7 responses to Important new case on children

  1. “The list of evidence is what would be needed to make an informed decision on a child’s case.”

    But is this point

    “There was alleged to be a possibility that the child could re-establish contact with her father if returned to Ecuador”

    not only relevant but important too? In light of the child and parents right to know each other and have contact with each other. In family law a parent can’t block all contact with another parent who has parental responsibility by removing the child from the jurisdiction without permission of the other parent or the family court. In this case this seems to have happend by the mother moving prior to the child’s birth. Whether that means that contact with the father (and his family, country, culture) are not a criteria to examine as regards the best interests of the child? In family law it would be. What would happen if the father sought and got parental responsibility under the Children Act, which specifically forsees it, and then applied for the access to child visa and appealed a refusal based on the child’s rights?

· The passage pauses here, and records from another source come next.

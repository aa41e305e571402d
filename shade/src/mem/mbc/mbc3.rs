use std::time::SystemTime;
use std::time::UNIX_EPOCH;

use serde::Deserialize;
use serde::Serialize;
use serde_with::serde_as;
use tracing::debug;

use super::Controller;
use super::ram_enable_value;
use super::ram_index;
use super::rom_byte;

const SECONDS_PER_DAY: u64 = 24 * 60 * 60;
/// The day counter is nine bits wide
const DAY_LIMIT: u64 = 512;

#[serde_as]
#[derive(Debug, Hash, Clone, PartialEq, Eq, Serialize, Deserialize)]
pub struct MBC3 {
    #[serde_as(as = "serde_with::Bytes")]
    rom: Vec<u8>,
    #[serde_as(as = "serde_with::Bytes")]
    ram: Vec<u8>,
    /// Gates both RAM and the clock registers
    ram_enabled: bool,
    /// Seven bits, never zero
    rom_bank: u8,
    /// ADDR 4000-5FFF. 0x00-0x03 map a RAM bank, 0x08-0x0C map a clock register.
    select: u8,
    rtc: Option<Rtc>,
}

impl MBC3 {
    pub fn new(rom: Vec<u8>, ram_size: usize, has_rtc: bool) -> Self {
        Self {
            rom,
            ram: vec![0; ram_size],
            ram_enabled: false,
            rom_bank: 1,
            select: 0,
            rtc: has_rtc.then(|| Rtc::new(unix_now())),
        }
    }

    pub fn rom_bank(&self) -> usize {
        self.rom_bank as usize
    }

    pub fn rtc(&self) -> Option<&Rtc> {
        self.rtc.as_ref()
    }
}

impl Controller for MBC3 {
    fn read_rom(&self, addr: u16) -> u8 {
        rom_byte(&self.rom, 0, addr)
    }

    fn read_upper_rom(&self, addr: u16) -> u8 {
        rom_byte(&self.rom, self.rom_bank(), addr)
    }

    fn read_external(&self, addr: u16) -> u8 {
        if !self.ram_enabled {
            return 0xFF;
        }
        match (self.select, &self.rtc) {
            (0x00..=0x03, _) => {
                ram_index(&self.ram, self.select as usize, addr).map_or(0xFF, |i| self.ram[i])
            }
            (0x08..=0x0C, Some(rtc)) => rtc.read(self.select),
            _ => 0xFF,
        }
    }

    fn write_external(&mut self, addr: u16, val: u8) {
        if !self.ram_enabled {
            return;
        }
        match (self.select, &mut self.rtc) {
            (0x00..=0x03, _) => {
                if let Some(i) = ram_index(&self.ram, self.select as usize, addr) {
                    self.ram[i] = val;
                }
            }
            (0x08..=0x0C, Some(rtc)) => rtc.write(self.select, val, unix_now()),
            _ => {}
        }
    }

    fn write_control(&mut self, addr: u16, val: u8) {
        match addr {
            0x0000..0x2000 => self.ram_enabled = ram_enable_value(val),
            0x2000..0x4000 => self.rom_bank = std::cmp::max(val & 0x7F, 1),
            0x4000..0x6000 => self.select = val,
            _ => {
                if let Some(rtc) = self.rtc.as_mut() {
                    rtc.latch(unix_now());
                }
            }
        }
    }

    fn ram(&self) -> &[u8] {
        &self.ram
    }

    fn ram_mut(&mut self) -> &mut [u8] {
        &mut self.ram
    }
}

/// Seconds since the Unix epoch. A clock set before 1970 reads as the epoch.
fn unix_now() -> u64 {
    SystemTime::now()
        .duration_since(UNIX_EPOCH)
        .map(|d| d.as_secs())
        .unwrap_or_default()
}

/// The values the game sees through the clock registers.
#[derive(Debug, Default, Hash, Clone, Copy, PartialEq, Eq, Serialize, Deserialize)]
pub struct RtcRegisters {
    /// REG 08
    pub seconds: u8,
    /// REG 09
    pub minutes: u8,
    /// REG 0A
    pub hours: u8,
    /// REG 0B and bit 0 of REG 0C
    pub days: u16,
    /// Bit 6 of REG 0C
    pub halted: bool,
    /// Bit 7 of REG 0C. Set when the day counter overflows, stays set until written.
    pub carry: bool,
}

impl RtcRegisters {
    fn from_counter(counter: u64, halted: bool, carry: bool) -> Self {
        Self {
            seconds: (counter % 60) as u8,
            minutes: (counter / 60 % 60) as u8,
            hours: (counter / 3600 % 24) as u8,
            days: (counter / SECONDS_PER_DAY % DAY_LIMIT) as u16,
            halted,
            carry,
        }
    }

    fn counter(&self) -> u64 {
        self.seconds as u64
            + self.minutes as u64 * 60
            + self.hours as u64 * 3600
            + self.days as u64 * SECONDS_PER_DAY
    }

    fn read(&self, reg: u8) -> u8 {
        match reg {
            0x08 => self.seconds,
            0x09 => self.minutes,
            0x0A => self.hours,
            0x0B => self.days as u8,
            0x0C => {
                (self.days >> 8) as u8 & 0x01
                    | (self.halted as u8) << 6
                    | (self.carry as u8) << 7
            }
            _ => 0xFF,
        }
    }

    fn write(&mut self, reg: u8, val: u8) {
        match reg {
            0x08 => self.seconds = val & 0x3F,
            0x09 => self.minutes = val & 0x3F,
            0x0A => self.hours = val & 0x1F,
            0x0B => self.days = (self.days & 0x100) | val as u16,
            0x0C => {
                self.days = (self.days & 0xFF) | ((val as u16 & 0x01) << 8);
                self.halted = val & 0x40 != 0;
                self.carry = val & 0x80 != 0;
            }
            _ => {}
        }
    }
}

/// The MBC3 clock. The live counter is the number of seconds since `base`, so it keeps moving
/// while the emulator is not running. Games only ever see the latched copy.
#[derive(Debug, Hash, Clone, PartialEq, Eq, Serialize, Deserialize)]
pub struct Rtc {
    /// The Unix time at which the live counter read zero
    base: u64,
    /// The frozen counter while the halt bit is set
    halted_at: Option<u64>,
    carry: bool,
    latched: RtcRegisters,
}

impl Rtc {
    pub fn new(now: u64) -> Self {
        Self {
            base: now,
            halted_at: None,
            carry: false,
            latched: RtcRegisters::default(),
        }
    }

    fn counter(&self, now: u64) -> u64 {
        self.halted_at
            .unwrap_or_else(|| now.saturating_sub(self.base))
    }

    /// The live registers at the given time. Folds a day counter overflow into the carry bit.
    pub fn live(&mut self, now: u64) -> RtcRegisters {
        let overflow = self.counter(now) / (SECONDS_PER_DAY * DAY_LIMIT);
        if overflow > 0 {
            let wrap = overflow * SECONDS_PER_DAY * DAY_LIMIT;
            match self.halted_at.as_mut() {
                Some(frozen) => *frozen -= wrap,
                None => self.base += wrap,
            }
            self.carry = true;
        }
        RtcRegisters::from_counter(self.counter(now), self.halted_at.is_some(), self.carry)
    }

    pub fn latched(&self) -> RtcRegisters {
        self.latched
    }

    /// Copies the live counter into the registers the game reads.
    pub fn latch(&mut self, now: u64) {
        self.latched = self.live(now);
        debug!("RTC latched: {:?}", self.latched);
    }

    pub fn read(&self, reg: u8) -> u8 {
        self.latched.read(reg)
    }

    /// Writes one clock register. Both the live counter and the latched copy take the new value.
    pub fn write(&mut self, reg: u8, val: u8, now: u64) {
        let mut live = self.live(now);
        live.write(reg, val);
        let counter = live.counter();
        if live.halted {
            self.halted_at = Some(counter);
        } else {
            self.halted_at = None;
            self.base = now.saturating_sub(counter);
        }
        self.carry = live.carry;
        self.latched.write(reg, val);
    }
}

  2. More evidence to collate!

  3. An interesting case but careful what you wish for. If UKBA are clever they could make this work to their advantage. At the moment it’s normally only the claimant who adduces any evidence in article 8 cases which leaves UKBA reduced to parroting the same generic arguments in virtually all cases. However if they start to get evidence that the education systems in countries of origin (a COIS equivalent) are half-way decent/ expert reports saying the children can adapt, it could make it harder for claimants to succceed.

  4. We all know the UKBA. They will seek this evidence by asking the applicant, or the applicant’s representative to get this “independent” evidence. For those that are legally aided, this is another nail in the coffin, unless the LSC are going to pay out on a large number of “exceptional” cases and grant the disbursements for these cases.

    When (I am not confident enough in the ConDems to say “if”) legal aid ends for purely article 8 immigration, then these cases will be refused.